I've attached a diff that makes it behave like I would expect but I'm
wondering if there was a reason for this to *not* be there already?

Thanks,

Joshua Hansen
Software Engineer | Slant Six Games
Direct: +1 604-637-9862
 


Re: No string element for String types

Posted by Jochen Wiedmann <jo...@gmail.com>.
I have added the following FAQ entry now.


Apache XML-RPC is sending strings as <value>SomeString</value>.
Whereas I would expect <value><string>SomeString</string></value>.

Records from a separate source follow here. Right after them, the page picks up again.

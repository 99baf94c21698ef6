//! Staleness bookkeeping for asynchronous selection sync
//!
//! Two counters, both only ever increasing. The local-selection revision
//! moves whenever the user selects something in the tree; the sync-attempt
//! revision moves whenever an inbound request starts resolving. An inbound
//! result captured both at its start and is checked against them when it
//! comes back.

/// Revisions captured when a sync attempt started
#[derive(Debug, Clone, Copy, PartialEq, Eq)]
pub struct SyncTicket {
    pub sync_revision: u64,
    pub local_revision: u64,
}

/// Verdict on a completed attempt
#[derive(Debug, Clone, Copy, PartialEq, Eq)]
pub enum Staleness {
    /// Still the latest attempt and the user has not selected anything since
    Current,
    /// A later attempt has started; never applied
    Superseded,
    /// Still the latest attempt but the local selection moved on
    LocalChanged,
}

#[derive(Debug, Default)]
pub struct RevisionCounters {
    local_selection: u64,
    sync_attempt: u64,
}

impl RevisionCounters {
    pub fn new() -> Self {
        Self::default()
    }

    pub fn local_selection(&self) -> u64 {
        self.local_selection
    }

    pub fn sync_attempt(&self) -> u64 {
        self.sync_attempt
    }

    pub fn bump_local_selection(&mut self) -> u64 {
        self.local_selection += 1;
        self.local_selection
    }

    /// Start a new attempt; every attempt started earlier becomes superseded
    pub fn begin_sync_attempt(&mut self) -> SyncTicket {
        self.sync_attempt += 1;
        SyncTicket {
            sync_revision: self.sync_attempt,
            local_revision: self.local_selection,
        }
    }

    pub fn check(&self, ticket: &SyncTicket) -> Staleness {
        if ticket.sync_revision != self.sync_attempt {
            Staleness::Superseded
        } else if ticket.local_revision != self.local_selection {
            Staleness::LocalChanged
        } else {
            Staleness::Current
        }
    }
}
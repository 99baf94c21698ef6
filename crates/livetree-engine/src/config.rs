//! Session configuration
//!
//! Loaded from TOML. Every key is optional; unknown keys are rejected so a
//! misspelt option fails loudly instead of silently taking its default.

use std::path::Path;

use livetree_core::logging_facility::{self, Profile};
use livetree_core::{LiveTreeError, PathCasing, Result};
use serde::{Deserialize, Serialize};

/// Path comparison rule for document paths
#[derive(Debug, Clone, Copy, PartialEq, Eq, Default, Serialize, Deserialize)]
#[serde(rename_all = "snake_case")]
pub enum CasingSetting {
    /// Follow the platform: insensitive on Windows and macOS
    #[default]
    Auto,
    Sensitive,
    Insensitive,
}

impl CasingSetting {
    pub fn resolve(self) -> PathCasing {
        match self {
            CasingSetting::Auto => PathCasing::platform(),
            CasingSetting::Sensitive => PathCasing::Sensitive,
            CasingSetting::Insensitive => PathCasing::Insensitive,
        }
    }
}

/// Behaviour switches for one inspector session
#[derive(Debug, Clone, PartialEq, Eq, Serialize, Deserialize)]
#[serde(default, deny_unknown_fields)]
pub struct SyncConfig {
    /// Owner id the tree publishes outbound selections under
    pub tree_owner: String,
    pub path_casing: CasingSetting,
    /// Maintain and consult the per-document line index
    pub spatial_index: bool,
    /// Retry descriptor resolution against other associated documents
    pub cross_document_retry: bool,
    /// Expand collapsed ancestors when an inbound selection is applied
    pub expand_on_sync: bool,
    /// Drop a filter that hides an inbound selection target
    pub clear_filter_on_sync: bool,
    pub log_profile: Profile,
}

impl Default for SyncConfig {
    fn default() -> Self {
        Self {
            tree_owner: "inspector-tree".to_string(),
            path_casing: CasingSetting::Auto,
            spatial_index: true,
            cross_document_retry: true,
            expand_on_sync: true,
            clear_filter_on_sync: true,
            log_profile: Profile::Development,
        }
    }
}

impl SyncConfig {
    /// Parse a TOML document
    ///
    /// # Errors
    ///
    /// Returns `InvalidConfig` for malformed TOML, unknown keys, or a blank
    /// `tree_owner`.
    pub fn from_toml_str(text: &str) -> Result<Self> {
        let config: SyncConfig =
            toml::from_str(text).map_err(|e| LiveTreeError::InvalidConfig {
                reason: e.to_string(),
            })?;
        config.validate()?;
        Ok(config)
    }

    /// Read and parse a TOML file
    ///
    /// # Errors
    ///
    /// Returns `Io` if the file cannot be read, `InvalidConfig` if it does
    /// not parse.
    pub fn load(path: impl AsRef<Path>) -> Result<Self> {
        let path = path.as_ref();
        let text = std::fs::read_to_string(path)?;
        let config = Self::from_toml_str(&text)?;
        tracing::debug!(
            component = module_path!(),
            path = %path.display(),
            tree_owner = config.tree_owner.as_str(),
            "sync config loaded"
        );
        Ok(config)
    }

    /// Install the global log subscriber for `log_profile`
    pub fn init_logging(&self) {
        logging_facility::init(self.log_profile);
    }

    pub fn casing(&self) -> PathCasing {
        self.path_casing.resolve()
    }

    fn validate(&self) -> Result<()> {
        if self.tree_owner.trim().is_empty() {
            return Err(LiveTreeError::InvalidConfig {
                reason: "tree_owner must not be blank".to_string(),
            });
        }
        Ok(())
    }
}

#[cfg(test)]
mod tests {
    use super::*;

    #[test]
    fn test_empty_document_takes_defaults() {
        let config = SyncConfig::from_toml_str("").unwrap();
        assert_eq!(config, SyncConfig::default());
        assert_eq!(config.tree_owner, "inspector-tree");
    }

    #[test]
    fn test_partial_document_overrides() {
        let config = SyncConfig::from_toml_str(
            r#"
            tree_owner = "tree"
            path_casing = "insensitive"
            spatial_index = false
            log_profile = "production"
            "#,
        )
        .unwrap();

        assert_eq!(config.tree_owner, "tree");
        assert_eq!(config.casing(), PathCasing::Insensitive);
        assert!(!config.spatial_index);
        assert!(config.cross_document_retry);
        assert_eq!(config.log_profile, Profile::Production);
    }

    #[test]
    fn test_unknown_key_rejected() {
        let err = SyncConfig::from_toml_str("spatial_idx = true").unwrap_err();
        assert!(matches!(err, LiveTreeError::InvalidConfig { .. }));
    }

    #[test]
    fn test_blank_owner_rejected() {
        let err = SyncConfig::from_toml_str("tree_owner = \"  \"").unwrap_err();
        assert!(matches!(err, LiveTreeError::InvalidConfig { .. }));
    }
}
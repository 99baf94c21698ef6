//! One inspector session
//!
//! `InspectorSession` owns every piece of UI-thread state: the live tree,
//! the view, revision counters, per-document spatial indexes, the
//! descriptor-to-node cache and the current selection. It is not shared
//! between threads.
//!
//! Anything that has to wait on a provider is split into three steps:
//! `begin_*` captures what it needs from the session, the returned attempt
//! is driven with `.run().await` without touching the session, and
//! `complete_*` applies the result back on the session (or suppresses it
//! when it has gone stale). The `async fn` helpers at the bottom of each
//! submodule chain the three steps for callers that do not interleave.

mod documents;
mod edit;
mod inbound;
mod locations;
mod outbound;

use std::collections::HashMap;
use std::sync::Arc;

use livetree_core::core_types::{SessionId, SyncContext};
use livetree_core::model::{FeedEvent, SubscriptionId};
use livetree_core::{
    DescriptorId, DocumentDescriptor, DocumentIndex, DocumentPath, LineSpan, LiveHost, LiveId,
    LiveTreeModel, NodeId, PathCasing, Result, SelectionCoordinator, SelectionSnapshot, TreeIndex,
    TreeView,
};
use livetree_core::{log_op_error, log_op_suppressed};

use crate::config::SyncConfig;
use crate::observer::{ObserverSet, SelectionObserver};
use crate::providers::{DocumentIndexProvider, MutationDispatcher, SourceInfoResolver};
use crate::revision::RevisionCounters;

pub use documents::{DocumentRefresh, RefreshLoaded, RefreshOutcome};
pub use edit::{EditAttempt, EditDone, EditReport};
pub use inbound::{InboundAttempt, InboundLoaded, InboundOutcome};
pub use locations::{LocationFetch, LocationsFetched};
pub use outbound::{OutboundAttempt, OutboundLoaded, OutboundOutcome};

/// How a tree-owned publish ended
#[derive(Debug, Clone, Copy, PartialEq, Eq)]
pub enum PublishResult {
    /// Published; carries how many observers were notified
    Delivered(usize),
    /// Another owner holds the publisher slot
    Refused,
    /// Equal to the last published snapshot
    Unchanged,
}

/// External collaborators of a session
#[derive(Clone)]
pub struct Providers {
    pub documents: Arc<dyn DocumentIndexProvider>,
    pub dispatcher: Arc<dyn MutationDispatcher>,
    pub sources: Arc<dyn SourceInfoResolver>,
}

impl std::fmt::Debug for Providers {
    fn fmt(&self, f: &mut std::fmt::Formatter<'_>) -> std::fmt::Result {
        f.debug_struct("Providers").finish_non_exhaustive()
    }
}

#[derive(Debug)]
pub struct InspectorSession {
    session_id: SessionId,
    config: SyncConfig,
    casing: PathCasing,
    providers: Providers,
    model: LiveTreeModel,
    view: TreeView,
    coordinator: SelectionCoordinator,
    revisions: RevisionCounters,
    indexes: HashMap<DocumentPath, TreeIndex>,
    descriptor_nodes: HashMap<(DocumentPath, DescriptorId), NodeId>,
    /// Last index seen per document
    documents: HashMap<DocumentPath, Arc<DocumentIndex>>,
    /// Documents a location or descriptor has pointed at, in first-seen order
    associated: Vec<DocumentPath>,
    selection: Option<NodeId>,
    observers: ObserverSet,
    status: Option<String>,
}

impl InspectorSession {
    pub fn new(config: SyncConfig, providers: Providers) -> Self {
        let casing = config.casing();
        let session_id = SessionId::new();
        tracing::debug!(
            component = module_path!(),
            session_id = %session_id,
            tree_owner = config.tree_owner.as_str(),
            "inspector session created"
        );
        Self {
            session_id,
            config,
            casing,
            providers,
            model: LiveTreeModel::new(),
            view: TreeView::new(),
            coordinator: SelectionCoordinator::new(),
            revisions: RevisionCounters::new(),
            indexes: HashMap::new(),
            descriptor_nodes: HashMap::new(),
            documents: HashMap::new(),
            associated: Vec::new(),
            selection: None,
            observers: ObserverSet::new(),
            status: None,
        }
    }

    pub fn session_id(&self) -> &SessionId {
        &self.session_id
    }

    pub fn config(&self) -> &SyncConfig {
        &self.config
    }

    pub fn model(&self) -> &LiveTreeModel {
        &self.model
    }

    pub fn view(&self) -> &TreeView {
        &self.view
    }

    /// Handle onto the session's publisher slot, for observers
    pub fn coordinator(&self) -> SelectionCoordinator {
        self.coordinator.clone()
    }

    pub fn revisions(&self) -> &RevisionCounters {
        &self.revisions
    }

    pub fn selection(&self) -> Option<NodeId> {
        self.selection
    }

    /// Last user-facing status message, e.g. the outcome of an edit
    pub fn status(&self) -> Option<&str> {
        self.status.as_deref()
    }

    pub fn tree_index(&self, document: &DocumentPath) -> Option<&TreeIndex> {
        self.indexes.get(document)
    }

    pub fn associated_documents(&self) -> &[DocumentPath] {
        &self.associated
    }

    /// Normalise a raw path with the session's casing rule
    pub fn path(&self, raw: &str) -> DocumentPath {
        DocumentPath::new(raw, self.casing)
    }

    pub fn register_observer(&mut self, observer: &Arc<dyn SelectionObserver>) {
        self.observers.register(observer);
    }

    /// Node currently cached for a descriptor, if still alive
    pub fn node_for_descriptor(&self, document: &DocumentPath, id: &DescriptorId) -> Option<NodeId> {
        self.descriptor_nodes
            .get(&(document.clone(), id.clone()))
            .copied()
            .filter(|n| self.model.store().contains(*n))
    }

    // ---- live tree ----

    /// Materialise `live` and its subtree as a new root
    ///
    /// # Errors
    ///
    /// Returns `LiveObjectUnknown` when the host has no info for `live`.
    pub fn attach(&mut self, host: &mut dyn LiveHost, live: LiveId) -> Result<NodeId> {
        let root = self.model.attach_root(host, live)?;
        self.view.refresh(self.model.store_mut());
        Ok(root)
    }

    /// Route a host feed event into the tree and purge caches of whatever
    /// it removed
    pub fn dispatch_feed(
        &mut self,
        host: &mut dyn LiveHost,
        subscription: SubscriptionId,
        event: FeedEvent,
    ) -> bool {
        let handled = self.model.dispatch(host, subscription, event);
        self.purge_removed();
        if handled {
            self.view.refresh(self.model.store_mut());
        }
        handled
    }

    /// Tear down every root and its subscriptions
    pub fn dispose(&mut self, host: &mut dyn LiveHost) {
        self.model.dispose(host);
        self.purge_removed();
    }

    // ---- view ----

    pub fn expand(&mut self, node: NodeId) -> bool {
        self.view.expand(self.model.store_mut(), node)
    }

    pub fn collapse(&mut self, node: NodeId) -> bool {
        self.view.collapse(self.model.store_mut(), node)
    }

    pub fn set_filter(&mut self, text: Option<&str>) {
        self.view.set_filter(self.model.store_mut(), text);
    }

    pub fn set_scope(&mut self, scope: Option<NodeId>) {
        self.view.set_scope(self.model.store_mut(), scope);
    }

    // ---- shared helpers ----

    fn purge_removed(&mut self) {
        let removed = self.model.store_mut().take_removed();
        if removed.is_empty() {
            return;
        }
        for node in &removed {
            for index in self.indexes.values_mut() {
                index.remove(*node);
            }
        }
        self.descriptor_nodes.retain(|_, n| !removed.contains(n));
        if self.selection.is_some_and(|s| removed.contains(&s)) {
            self.selection = None;
            self.revisions.bump_local_selection();
        }
        tracing::trace!(
            component = module_path!(),
            session_id = %self.session_id,
            removed = removed.len(),
            "caches purged"
        );
    }

    fn associate(&mut self, document: &DocumentPath) {
        if !self.associated.contains(document) {
            self.associated.push(document.clone());
        }
    }

    fn remember_index(&mut self, index: &Arc<DocumentIndex>) {
        let path = index.path().clone();
        self.associate(&path);
        self.documents.insert(path, Arc::clone(index));
    }

    /// Document a node resolves against first: its own backing document,
    /// else the nearest ancestor's
    fn own_document(&self, node: NodeId) -> Option<DocumentPath> {
        let store = self.model.store();
        std::iter::once(node)
            .chain(store.ancestors(node))
            .find_map(|id| store.get(id).ok().and_then(|n| n.backing_document().cloned()))
    }

    fn record_descriptor(&mut self, node: NodeId, document: &DocumentPath, id: &DescriptorId) {
        self.descriptor_nodes
            .insert((document.clone(), id.clone()), node);
    }

    /// Cache `descriptor` on `node`, keyed for id lookups and indexed by span
    fn cache_descriptor(
        &mut self,
        node: NodeId,
        document: DocumentPath,
        descriptor: DocumentDescriptor,
        revision: u64,
    ) {
        self.record_descriptor(node, &document, &descriptor.id);
        self.index_span(node, &document, descriptor.span);
        if let Ok(runtime) = self.model.store_mut().get_mut(node) {
            runtime.descriptor = Some(descriptor);
            runtime.descriptor_document = Some(document);
            runtime.descriptor_revision = Some(revision);
        }
    }

    fn index_span(&mut self, node: NodeId, document: &DocumentPath, span: LineSpan) {
        if !self.config.spatial_index {
            return;
        }
        self.indexes
            .entry(document.clone())
            .or_insert_with(|| TreeIndex::new(document.clone()))
            .upsert(node, span);
    }

    /// Snapshot describing what `node` points at in source
    fn snapshot_of(&self, node: NodeId) -> Option<SelectionSnapshot> {
        let n = self.model.store().get(node).ok()?;
        match (&n.descriptor, &n.descriptor_document) {
            (Some(descriptor), Some(document)) => Some(SelectionSnapshot::for_descriptor(
                document.clone(),
                descriptor,
            )),
            _ => n.location.as_ref().map(SelectionSnapshot::for_location),
        }
    }

    /// Publish `snapshot` under the tree owner and notify observers
    fn publish_as_tree(
        &mut self,
        snapshot: SelectionSnapshot,
        ctx: &SyncContext,
        op: &str,
    ) -> PublishResult {
        let owner = self.config.tree_owner.clone();
        let grant = match self.coordinator.try_begin_publish(&owner, snapshot.clone()) {
            Ok(grant) => grant,
            Err(e) => {
                log_op_error!(
                    op,
                    e,
                    duration_ms = 0u64,
                    session_id = %ctx.session_id,
                    attempt_id = %ctx.attempt_id
                );
                return PublishResult::Refused;
            }
        };
        if !grant.granted() {
            log_op_suppressed!(op, "refused", attempt_id = %ctx.attempt_id);
            return PublishResult::Refused;
        }
        let Some(mut token) = grant.into_changed_token() else {
            log_op_suppressed!(op, "unchanged", attempt_id = %ctx.attempt_id);
            return PublishResult::Unchanged;
        };
        let delivered = self.observers.notify(&snapshot, &owner);
        token.release();
        PublishResult::Delivered(delivered)
    }

    fn context(&self) -> SyncContext {
        SyncContext::new(self.session_id.clone())
    }
}
//! Canonical logging macros
//!
//! These macros provide a structured, consistent way to log operations.

/// Log the start of an operation
///
/// # Example
///
/// ```
/// # use livetree_core::log_op_start;
/// log_op_start!("resolve_descriptor");
/// log_op_start!("resolve_descriptor", node_id = 7u64);
/// ```
#[macro_export]
macro_rules! log_op_start {
    ($op:expr) => {
        tracing::info!(
            component = module_path!(),
            op = $op,
            event = $crate::core_types::schema::EVENT_START,
        );
    };
    ($op:expr, $($field:tt)*) => {
        tracing::info!(
            component = module_path!(),
            op = $op,
            event = $crate::core_types::schema::EVENT_START,
            $($field)*
        );
    };
}

/// Log the successful end of an operation
///
/// # Example
///
/// ```
/// # use livetree_core::log_op_end;
/// log_op_end!("resolve_descriptor", duration_ms = 3);
/// ```
#[macro_export]
macro_rules! log_op_end {
    ($op:expr, duration_ms = $duration:expr) => {
        tracing::info!(
            component = module_path!(),
            op = $op,
            event = $crate::core_types::schema::EVENT_END,
            duration_ms = $duration,
        );
    };
    ($op:expr, duration_ms = $duration:expr, $($field:tt)*) => {
        tracing::info!(
            component = module_path!(),
            op = $op,
            event = $crate::core_types::schema::EVENT_END,
            duration_ms = $duration,
            $($field)*
        );
    };
}

/// Log an operation error
///
/// The error is converted into an `ExError` so the stable code is logged.
///
/// ```
/// # use livetree_core::{log_op_error, errors::LiveTreeError};
/// let err = LiveTreeError::NodeNotFound { node_id: 4 };
/// log_op_error!("reveal", err, duration_ms = 1);
/// ```
#[macro_export]
macro_rules! log_op_error {
    ($op:expr, $err:expr, duration_ms = $duration:expr) => {{
        let ex_err: $crate::errors::ExError = $err.into();
        tracing::warn!(
            component = module_path!(),
            op = $op,
            event = $crate::core_types::schema::EVENT_END_ERROR,
            duration_ms = $duration,
            err.kind = ?ex_err.kind(),
            err.code = ex_err.code(),
        );
    }};
    ($op:expr, $err:expr, duration_ms = $duration:expr, $($field:tt)*) => {{
        let ex_err: $crate::errors::ExError = $err.into();
        tracing::warn!(
            component = module_path!(),
            op = $op,
            event = $crate::core_types::schema::EVENT_END_ERROR,
            duration_ms = $duration,
            err.kind = ?ex_err.kind(),
            err.code = ex_err.code(),
            $($field)*
        );
    }};
}

/// Log a result that was computed but deliberately not applied
///
/// ```
/// # use livetree_core::log_op_suppressed;
/// log_op_suppressed!("inbound_sync", "stale");
/// ```
#[macro_export]
macro_rules! log_op_suppressed {
    ($op:expr, $reason:expr) => {
        tracing::debug!(
            component = module_path!(),
            op = $op,
            event = $crate::core_types::schema::EVENT_SUPPRESSED,
            reason = $reason,
        );
    };
    ($op:expr, $reason:expr, $($field:tt)*) => {
        tracing::debug!(
            component = module_path!(),
            op = $op,
            event = $crate::core_types::schema::EVENT_SUPPRESSED,
            reason = $reason,
            $($field)*
        );
    };
}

    Both formats are valid. XML-RPC compliant software (as Apache
XML-RPC is) must be able to understand both. Of course, you can only
produce one. Unfortunately there are a lot of processors out there,
which understand just one. Which is the reason, why this FAQ entry
exists.

    Fortunately, it is not overly difficult to change the format, that
Apache XML-RPC produces. First of all, create a custom type factory:

        package mypackage;

        import org.apache.xmlrpc.common.TypeFactoryImpl;
        import org.apache.xmlrpc.common.XmlRpcController;
        import org.apache.xmlrpc.common.XmlRpcStreamConfig;
        import org.xml.sax.ContentHandler;
        import org.xml.sax.SAXException;

        public class MyTypeFactory extends TypeFactoryImpl {
            private static final TypeSerializer myStringSerializer =
new StringSerializer(){
                public void write(ContentHandler pHandler, Object
pObject) throws SAXException {
                    write(pHandler, STRING_TAG, pObject.toString());
                }
            };

            public MyTypeFactory(XmlRpcController pController) {
                super(pController);
            }

            public TypeSerializer getSerializer(XmlRpcStreamConfig pConfig,
                    Object pObject) throws SAXException {
                if (pObject instanceof String) {
                    return myStringSerializer;
                }
                return super.getSerializer(pConfig, pObject);
            }
       }


    Then you'e got to install that custom type factory. This works as
described in the section on "Custom Data Types".